Computer bug hunters rejoice. The law is, finally, by your side.
The Cyber Defence Research Centre (CDRC) of Jharkhand Police launched its “responsible disclosure system” on Friday to arguably become the first law enforcement agency in the country to offer ethical hackers, individuals and groups a concrete platform to expose vulnerability of any government or private website.
Like all whistle-blowers, it is a tightrope that computer bug hunters have had to walk so far in the absence of a support system. Now, the CDRC will help ethical hackers significantly contribute to proactive cyber crime control without fear.
A few months ago, a Ranchi resident had reported transaction anomalies in his account with a private bank. An IT engineer by profession, he had suspected viral invasion and responsibly warned bank officials of data plunder. But, instead of gratitude, he earned their wrath. The bank allegedly sent goons to his door, threatening him with dire consequences if he dared to disclose the discrepancies in its transactions.
Chief technical officer of CDRC Vineet Kumar said they launched the “responsible disclosure system” to get around this particular problem.
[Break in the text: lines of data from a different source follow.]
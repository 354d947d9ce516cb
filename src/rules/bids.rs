use crate::types::{ActionLabel, SearchTermRecord, Strategy};

/// How a variant turns a classified row into a keyword bid.
#[derive(Debug, Clone, Copy, PartialEq, Eq)]
pub enum BidModel {
    /// Scale rows bid CPC × 1.1.
    Flat,
    /// Scale rows bid CPC × 1.2 under Growth, × 1.1 otherwise.
    StrategyUplift,
    /// Every row gets a bid; Scale rows are weighted up by confidence.
    ConfidenceWeighted,
}

pub mod multipliers {
    pub const UPLIFT: f64 = 1.1;
    pub const GROWTH_UPLIFT: f64 = 1.2;
    pub const HARVEST: f64 = 1.0;
    pub const DEFENSIVE: f64 = 0.8;
    /// Confidence (0-100) divided by this gives the extra Scale uplift.
    pub const CONFIDENCE_DIVISOR: f64 = 200.0;
}

/// Suggested bid for a row, rounded to cents. `None` when the model has no
/// bid for this action.
pub fn suggested_bid(
    record: &SearchTermRecord,
    action: ActionLabel,
    model: BidModel,
    strategy: Strategy,
) -> Option<f64> {
    use multipliers::*;

    let multiplier = match model {
        BidModel::Flat => action.is_scale().then_some(UPLIFT)?,
        BidModel::StrategyUplift => {
            if !action.is_scale() {
                return None;
            }
            if strategy == Strategy::Growth {
                GROWTH_UPLIFT
            } else {
                UPLIFT
            }
        }
        BidModel::ConfidenceWeighted => {
            if action.is_scale() {
                1.0 + record.confidence / CONFIDENCE_DIVISOR
            } else if action.is_harvest() {
                HARVEST
            } else {
                DEFENSIVE
            }
        }
    };
    Some(round_cents(record.cpc * multiplier))
}

pub fn round_cents(value: f64) -> f64 {
    (value * 100.0).round() / 100.0
}
use std::io::Write;
use std::path::{Path, PathBuf};

use tempfile::NamedTempFile;
use tracing::debug;

use crate::error::Result;

/// Rendered bytes sitting in a temp file beside their destination. Dropping
/// it removes the temp file and leaves the destination untouched.
#[derive(Debug)]
pub struct StagedFile {
    temp: NamedTempFile,
    target: PathBuf,
}

/// Write `bytes` to a temp file in the destination's directory so the final
/// move is a rename on the same filesystem.
pub fn stage(target: &Path, bytes: &[u8]) -> Result<StagedFile> {
    let dir = match target.parent() {
        Some(parent) if !parent.as_os_str().is_empty() => parent,
        _ => Path::new("."),
    };
    let mut temp = NamedTempFile::new_in(dir)?;
    temp.write_all(bytes)?;
    temp.flush()?;
    debug!(path = %target.display(), bytes = bytes.len(), "output staged");
    Ok(StagedFile {
        temp,
        target: target.to_path_buf(),
    })
}

/// Move every staged file onto its destination. Call only once all outputs
/// of the run have been staged.
pub fn commit(files: Vec<StagedFile>) -> Result<()> {
    for StagedFile { temp, target } in files {
        temp.persist(&target).map_err(|e| e.error)?;
        debug!(path = %target.display(), "output committed");
    }
    Ok(())
}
“We have opened a new avenue for people who identify weaknesses and holes in websites and wish to report it. We do not encourage anonymous reports, but those who come forward can rest assured that their identities will be kept under wraps. We will take the case ahead by contacting the organisation concerned and ensure rectification of the defect, if found true,” he said.
According to the senior CDRC official, anyone willing to make a disclosure could simply fill up a form at http://cdrc.jhpolice.gov.in/ with details of the vulnerability detected in a particular website.
“A screen shot of the vulnerability also needs to be uploaded. After submission of the form, the complainant will receive an SMS with a tracking ID, which can be used as a reference to communicate with us in the future to know about the status of the case,” Kumar said.
The CDRC’s primary objective is to ensure national security. The responsible disclosure system, he added, would serve a dual purpose.
“First, it will help us connect with the masses for information about problems in the cyber world. Second, bug hunters will be able to contribute to crime control without fear of retribution. We had activated the responsible disclosure link on our website a couple of days ago and the response is already good. From today, we are making the system public.”
Since its inception some three years ago, the CDRC in Jharkhand has emerged as a potential cyber security force in India. It has earned accolades from Nasscom and the Data Security Council.